ビットコイン億万長者ブロック・ピアース氏が、「ゴックスライジング(GoxRising)」と呼ばれる新たなプロジェクトを計画し、かつて最大の取引高を誇った仮想通貨取引所マウントゴックスの債権者たちに向けた、新しく迅速な救済計画を提唱している。この運動の狙いについてピアース氏は、テッククランチのインタビューに答えた

既報の通り、およそ2万4000人の債権者が、11年のマウントゴックスへのハッキングとそれに続く14年初めのマウントゴックス破綻による影響を受けたと考えられている。マウントゴックス破綻により、当時のレートで約4億6000万ドル(約470億円前後)相当の85万ビットコインが消失した。

現在、民事再生計画を進め、債権者への支払いを担当しているのは、東京地裁が管財人に任命した小林信明氏だ。

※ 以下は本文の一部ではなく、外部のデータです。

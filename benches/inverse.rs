use std::hint::black_box;

use criterion::{criterion_group, criterion_main, Criterion};
use ndarray::Array2;

use minv::{
    apply_inverse, make_inverse_operator, ApplyConfig, ChannelKind, Evoked,
    ForwardOperator, InverseConfig, NoiseCovariance, SourceBlock, SourceSpace,
};

/// Synthetic problem: 60 channels, 300 sources x 3 components.
fn fixture() -> (ForwardOperator, NoiseCovariance, Evoked) {
    let n_ch = 60;
    let n_src = 300;
    let normals = Array2::from_shape_fn((n_src, 3), |(k, c)| {
        let v = [(k as f64 * 0.13).sin(), (k as f64 * 0.29).cos(), 1.0];
        let norm = (v[0] * v[0] + v[1] * v[1] + 1.0).sqrt();
        v[c] / norm
    });
    let src = SourceSpace {
        blocks: vec![SourceBlock {
            vertices: (0..n_src as u32).collect(),
            positions: Array2::zeros((n_src, 3)),
            normals,
        }],
    };
    let n_cols = n_src * 3;
    let lf = Array2::from_shape_fn((n_ch, n_cols), |(i, j)| {
        0.2 * ((i * n_cols + j) as f64 * 0.37).sin() + if i == j % n_ch { 1.0 } else { 0.0 }
    });
    let names: Vec<String> = (0..n_ch).map(|i| format!("EEG {:03}", i + 1)).collect();
    let fwd = ForwardOperator::new(
        names.clone(),
        vec![ChannelKind::Eeg; n_ch],
        lf,
        src,
        3,
        false,
    )
    .unwrap();
    let cov =
        NoiseCovariance::new(names.clone(), vec![ChannelKind::Eeg; n_ch], Array2::eye(n_ch))
            .unwrap();
    let evoked = Evoked {
        ch_names: names,
        data: Array2::from_shape_fn((n_ch, 100), |(i, t)| {
            ((i + 1) as f64 * 0.05 * (t as f64 * 0.2).sin()) * 1e-12
        }),
        tmin: -0.1,
        sfreq: 600.0,
        nave: 100,
    };
    (fwd, cov, evoked)
}

fn bench_make_operator(c: &mut Criterion) {
    let (fwd, cov, _) = fixture();
    c.bench_function("make_inverse_operator [60 ch x 900 cols]", |b| {
        b.iter(|| {
            let inv =
                make_inverse_operator(black_box(&fwd), &cov, &InverseConfig::default())
                    .unwrap();
            black_box(inv.sing[0])
        })
    });
}

fn bench_apply_mne(c: &mut Criterion) {
    let (fwd, cov, evoked) = fixture();
    let inv = make_inverse_operator(&fwd, &cov, &InverseConfig::default()).unwrap();
    c.bench_function("apply_inverse MNE [300 src x 100 t]", |b| {
        b.iter(|| {
            let stc =
                apply_inverse(black_box(&evoked), &inv, 1.0 / 9.0, &ApplyConfig::default())
                    .unwrap();
            black_box(stc.data[[0, 0]])
        })
    });
}

fn bench_apply_dspm(c: &mut Criterion) {
    let (fwd, cov, evoked) = fixture();
    let inv = make_inverse_operator(&fwd, &cov, &InverseConfig::default()).unwrap();
    c.bench_function("apply_inverse dSPM [300 src x 100 t]", |b| {
        b.iter(|| {
            let stc =
                apply_inverse(black_box(&evoked), &inv, 1.0 / 9.0, &ApplyConfig::dspm())
                    .unwrap();
            black_box(stc.data[[0, 0]])
        })
    });
}

criterion_group!(benches, bench_make_operator, bench_apply_mne, bench_apply_dspm);
criterion_main!(benches);
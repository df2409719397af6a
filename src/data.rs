//! Sensor-data contracts consumed by the inverse applicator.
//!
//! Recordings are produced and serialized elsewhere; the applicator only
//! needs three shapes of input: a pre-averaged trial ([`Evoked`]), a
//! random-access continuous recording (the [`RawSource`] trait, with an
//! in-memory [`RawData`] implementation), and per-trial windows
//! ([`Epoch`], cut from a raw source by [`extract_epochs`] with optional
//! peak-to-peak rejection).
use log::debug;
use ndarray::{s, Array2};

use crate::channel::ChannelKind;
use crate::error::{MinvError, Result};

// ── Evoked ────────────────────────────────────────────────────────────────

/// One averaged trial.
#[derive(Debug, Clone)]
pub struct Evoked {
    /// Channel names, defining the row order of `data`.
    pub ch_names: Vec<String>,
    /// `[n_ch, n_times]` in sensor units (T, T/m, V).
    pub data: Array2<f64>,
    /// Time of the first sample (seconds, usually negative).
    pub tmin: f64,
    /// Sampling rate (Hz).
    pub sfreq: f64,
    /// Number of trials averaged into `data`.
    pub nave: usize,
}

impl Evoked {
    pub fn n_channels(&self) -> usize {
        self.ch_names.len()
    }

    pub fn n_times(&self) -> usize {
        self.data.ncols()
    }
}

// ── Raw source ────────────────────────────────────────────────────────────

/// Random-access continuous recording.
///
/// `read_slice` returns the half-open sample window `[start, stop)`
/// relative to the start of the recording, shaped `[n_ch, stop - start]`
/// in the same channel order as `ch_names`.
pub trait RawSource {
    fn ch_names(&self) -> &[String];
    fn kinds(&self) -> &[ChannelKind];
    fn sfreq(&self) -> f64;
    fn n_times(&self) -> usize;
    /// Index of the first sample in acquisition time; only affects the
    /// time axis of derived estimates.
    fn first_samp(&self) -> usize {
        0
    }
    fn read_slice(&self, start: usize, stop: usize) -> Result<Array2<f64>>;
}

/// An in-memory recording; the reference `RawSource` implementation used
/// by fixtures and tests.
#[derive(Debug, Clone)]
pub struct RawData {
    pub ch_names: Vec<String>,
    pub kinds: Vec<ChannelKind>,
    /// `[n_ch, n_times]`.
    pub data: Array2<f64>,
    pub sfreq: f64,
    pub first_samp: usize,
}

impl RawSource for RawData {
    fn ch_names(&self) -> &[String] {
        &self.ch_names
    }

    fn kinds(&self) -> &[ChannelKind] {
        &self.kinds
    }

    fn sfreq(&self) -> f64 {
        self.sfreq
    }

    fn n_times(&self) -> usize {
        self.data.ncols()
    }

    fn first_samp(&self) -> usize {
        self.first_samp
    }

    fn read_slice(&self, start: usize, stop: usize) -> Result<Array2<f64>> {
        if start >= stop || stop > self.n_times() {
            return Err(MinvError::Range(format!(
                "slice [{start}, {stop}) of a recording with {} samples",
                self.n_times()
            )));
        }
        Ok(self.data.slice(s![.., start..stop]).to_owned())
    }
}

// ── Epochs ────────────────────────────────────────────────────────────────

/// One trial's worth of sensor data, cut around an event.
#[derive(Debug, Clone)]
pub struct Epoch {
    /// `[n_ch, n_times]`.
    pub data: Array2<f64>,
    /// Time of the first sample relative to the event (seconds).
    pub tmin: f64,
}

/// Epochs cut from one recording: shared channel metadata plus the
/// per-trial windows that survived rejection.
#[derive(Debug, Clone)]
pub struct Epochs {
    pub ch_names: Vec<String>,
    pub kinds: Vec<ChannelKind>,
    pub sfreq: f64,
    pub epochs: Vec<Epoch>,
}

impl Epochs {
    pub fn len(&self) -> usize {
        self.epochs.len()
    }

    pub fn is_empty(&self) -> bool {
        self.epochs.is_empty()
    }
}

/// Peak-to-peak rejection thresholds, per sensor kind, plus a flatness
/// floor. A threshold only applies to channels of its kind; `flat`
/// applies to every channel.
#[derive(Debug, Clone, Copy, Default)]
pub struct RejectCriteria {
    /// Max peak-to-peak for gradiometers (T/m).
    pub grad: Option<f64>,
    /// Max peak-to-peak for magnetometers (T).
    pub mag: Option<f64>,
    /// Max peak-to-peak for EEG (V).
    pub eeg: Option<f64>,
    /// Min peak-to-peak on any channel; guards against dead channels.
    pub flat: Option<f64>,
}

impl RejectCriteria {
    fn max_for(&self, kind: ChannelKind) -> Option<f64> {
        match kind {
            ChannelKind::Grad => self.grad,
            ChannelKind::Mag => self.mag,
            ChannelKind::Eeg => self.eeg,
        }
    }

    /// Whether an epoch survives: no channel above its kind's
    /// peak-to-peak ceiling, none below the flatness floor.
    fn accepts(&self, data: &Array2<f64>, kinds: &[ChannelKind]) -> bool {
        for (ch, &kind) in kinds.iter().enumerate() {
            let row = data.row(ch);
            let (mut lo, mut hi) = (f64::INFINITY, f64::NEG_INFINITY);
            for &v in row.iter() {
                lo = lo.min(v);
                hi = hi.max(v);
            }
            let p2p = hi - lo;
            if let Some(limit) = self.max_for(kind) {
                if p2p > limit {
                    return false;
                }
            }
            if let Some(floor) = self.flat {
                if p2p < floor {
                    return false;
                }
            }
        }
        true
    }
}

/// Cut `[tmin, tmax]` windows around event sample indices.
///
/// Events whose window falls outside the recording are dropped, as are
/// epochs failing `reject`; both are logged, neither is an error. With
/// `baseline`, the per-channel mean over the pre-stimulus samples
/// (t ≤ 0) is subtracted before rejection is evaluated.
pub fn extract_epochs(
    raw: &impl RawSource,
    events: &[usize],
    tmin: f64,
    tmax: f64,
    baseline: bool,
    reject: Option<&RejectCriteria>,
) -> Result<Epochs> {
    if tmax < tmin {
        return Err(MinvError::InvalidParameter(format!(
            "epoch window has tmax {tmax} < tmin {tmin}"
        )));
    }
    let sfreq = raw.sfreq();
    let offset_lo = (tmin * sfreq).round() as i64;
    let offset_hi = (tmax * sfreq).round() as i64;
    let n_samp = (offset_hi - offset_lo + 1) as usize;
    let win_tmin = offset_lo as f64 / sfreq;
    // Pre-stimulus sample count within the window (t <= 0).
    let n_base = (-offset_lo + 1).clamp(0, n_samp as i64) as usize;

    let mut epochs = Vec::with_capacity(events.len());
    for &ev in events {
        let start = ev as i64 + offset_lo;
        let stop = ev as i64 + offset_hi + 1;
        if start < 0 || stop as usize > raw.n_times() {
            debug!("event at sample {ev}: window outside recording, dropped");
            continue;
        }
        let mut data = raw.read_slice(start as usize, stop as usize)?;

        if baseline && n_base > 0 {
            for mut row in data.rows_mut() {
                let mean = row.slice(s![..n_base]).mean().unwrap_or(0.0);
                row -= mean;
            }
        }

        if let Some(criteria) = reject {
            if !criteria.accepts(&data, raw.kinds()) {
                debug!("event at sample {ev}: epoch rejected");
                continue;
            }
        }
        epochs.push(Epoch { data, tmin: win_tmin });
    }
    debug!("extracted {}/{} epochs", epochs.len(), events.len());
    Ok(Epochs {
        ch_names: raw.ch_names().to_vec(),
        kinds: raw.kinds().to_vec(),
        sfreq,
        epochs,
    })
}

#[cfg(test)]
mod tests {
    use super::*;
    use ndarray::Array2;

    fn toy_raw() -> RawData {
        // Two channels, 100 samples at 100 Hz: ch0 is a ramp, ch1 a
        // large-amplitude ramp that trips the rejection threshold.
        let data = Array2::from_shape_fn((2, 100), |(c, t)| {
            if c == 0 {
                t as f64 * 1e-6
            } else {
                t as f64 * 1e-3
            }
        });
        RawData {
            ch_names: vec!["EEG 001".into(), "EEG 002".into()],
            kinds: vec![ChannelKind::Eeg; 2],
            data,
            sfreq: 100.0,
            first_samp: 0,
        }
    }

    #[test]
    fn read_slice_bounds() {
        let raw = toy_raw();
        assert!(raw.read_slice(0, 10).is_ok());
        assert!(matches!(raw.read_slice(90, 101), Err(MinvError::Range(_))));
        assert!(matches!(raw.read_slice(10, 10), Err(MinvError::Range(_))));
    }

    #[test]
    fn epochs_window_shape_and_count() {
        let raw = toy_raw();
        let epochs =
            extract_epochs(&raw, &[20, 50, 99], -0.1, 0.1, false, None).unwrap();
        // The event at 99 cannot fit a +0.1 s window.
        assert_eq!(epochs.len(), 2);
        assert_eq!(epochs.epochs[0].data.dim(), (2, 21));
        approx::assert_abs_diff_eq!(epochs.epochs[0].tmin, -0.1, epsilon = 1e-12);
        approx::assert_abs_diff_eq!(epochs.sfreq, 100.0, epsilon = 1e-12);
    }

    #[test]
    fn baseline_zeroes_prestimulus_mean() {
        let raw = toy_raw();
        let epochs = extract_epochs(&raw, &[50], -0.05, 0.05, true, None).unwrap();
        let pre = epochs.epochs[0].data.slice(s![0, ..6]);
        approx::assert_abs_diff_eq!(pre.mean().unwrap(), 0.0, epsilon = 1e-12);
    }

    #[test]
    fn rejection_filters_high_amplitude() {
        let raw = toy_raw();
        // ch1 p2p over 0.2 s is ~20e-3; set ceiling between ch0 and ch1.
        let reject = RejectCriteria { eeg: Some(1e-4), ..Default::default() };
        let kept =
            extract_epochs(&raw, &[20, 50], -0.1, 0.1, false, Some(&reject)).unwrap();
        assert!(kept.is_empty());

        let loose = RejectCriteria { eeg: Some(1.0), ..Default::default() };
        let kept =
            extract_epochs(&raw, &[20, 50], -0.1, 0.1, false, Some(&loose)).unwrap();
        assert_eq!(kept.len(), 2);
    }

    #[test]
    fn flat_rejection() {
        let mut raw = toy_raw();
        raw.data.row_mut(0).fill(1.0); // dead channel
        let reject = RejectCriteria { flat: Some(1e-9), ..Default::default() };
        let kept =
            extract_epochs(&raw, &[50], -0.1, 0.1, false, Some(&reject)).unwrap();
        assert!(kept.is_empty());
    }
}
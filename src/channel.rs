//! Channel typing and channel-order validation.
//!
//! Sensor kinds matter in two places: per-type covariance regularization
//! and per-type epoch rejection thresholds. Everything else treats
//! channels as an ordered, opaque name list — and that order is an
//! invariant checked whenever two objects must agree on it.
use crate::error::{MinvError, Result};

/// Sensor type of one channel.
#[derive(Debug, Clone, Copy, PartialEq, Eq, Hash)]
pub enum ChannelKind {
    /// Planar gradiometer (T/m).
    Grad,
    /// Magnetometer (T).
    Mag,
    /// EEG electrode (V).
    Eeg,
}

impl std::fmt::Display for ChannelKind {
    fn fmt(&self, f: &mut std::fmt::Formatter<'_>) -> std::fmt::Result {
        match self {
            ChannelKind::Grad => write!(f, "grad"),
            ChannelKind::Mag => write!(f, "mag"),
            ChannelKind::Eeg => write!(f, "eeg"),
        }
    }
}

/// Guess a channel's kind from its Neuromag-convention name.
///
/// `"MEG 1234"`: trailing digit 1 → magnetometer, 2/3 → planar
/// gradiometer. `"EEG 012"` → EEG. Anything else is unknown.
pub fn kind_from_name(name: &str) -> Option<ChannelKind> {
    let upper = name.trim().to_uppercase();
    if let Some(rest) = upper.strip_prefix("MEG") {
        return match rest.trim().chars().last()? {
            '1' => Some(ChannelKind::Mag),
            '2' | '3' => Some(ChannelKind::Grad),
            _ => None,
        };
    }
    if upper.starts_with("EEG") {
        return Some(ChannelKind::Eeg);
    }
    None
}

/// Require two channel lists to match exactly in count and order.
///
/// `left_what`/`right_what` name the two objects in the error message
/// (e.g. `"forward"` vs `"noise covariance"`).
pub fn check_channels(
    left: &[String],
    right: &[String],
    left_what: &str,
    right_what: &str,
) -> Result<()> {
    if left.len() != right.len() {
        return Err(MinvError::DimensionMismatch(format!(
            "{left_what} has {} channels but {right_what} has {}",
            left.len(),
            right.len()
        )));
    }
    for (i, (a, b)) in left.iter().zip(right.iter()).enumerate() {
        if a != b {
            return Err(MinvError::DimensionMismatch(format!(
                "channel {i} differs between {left_what} ({a:?}) and {right_what} ({b:?})"
            )));
        }
    }
    Ok(())
}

テッククランチによると、債権者への支払いには3~5年かかる見込みだ。

こうした状況に対してピアース氏は、「ゴックスライジング」は、法的・技術的障壁が克服できれば、債権者の救済が迅速化できる可能性があると主張。現在、マウントゴックスの財団に属する財産はおよそ12億ドル(約1320億円)であり、内訳は現金約6億3000万ドル(約692億円)、13万7892枚のビットコイン、16万2106枚のビットコインキャッシュ、その他ハードフォークされたコインだ。

またピアス氏は、ゴックスライジングの長期的目標は、マウントゴックスを「ゴックス」取引所または「マウントゴックス」取引所として再起動することであり、失われた資金の回復だけでなく、失われたブランド名や領域自体を回復することだ明かした。ピアース氏は、失われた仮想通貨回復への試みを加速させることを約束し、債権者が運営する新たなトークン化した独立財団が主導権を握ることでマウントゴックスの債権者間の不公平さを解消すると語った。

ピアース氏の提案する計画は、「ゴックスコイン(Gox Coin)」を発行して、債権者への返済を進める計画。ゴックスコインの詳細はまだ明らかになっていない状況だ。

「ゴックスライジング」運動が成功するためには、同取引所の債権者の約半数にあたる1万2000人が参加する必要があると伝えられている。

今週報じられたように、リークされたデータにより、小林氏が仮想通貨取引所BITPoint(ビットポイント)を通して18年春に大量のビットコインやビットコインキャッシュ(BCH)(推定350億円[3億1850万ドル]弱)を売却していたことが最近明らかになっている。

18年6月に民事再生手続が開始し、コイン売却停止を約束する前、小林氏は、同氏によるマウントゴックスのビットコイン売却が著しくBTC相場に悪影響を及ぼしているとの主張を受けており、「東京のクジラ」というあだ名をつけられている。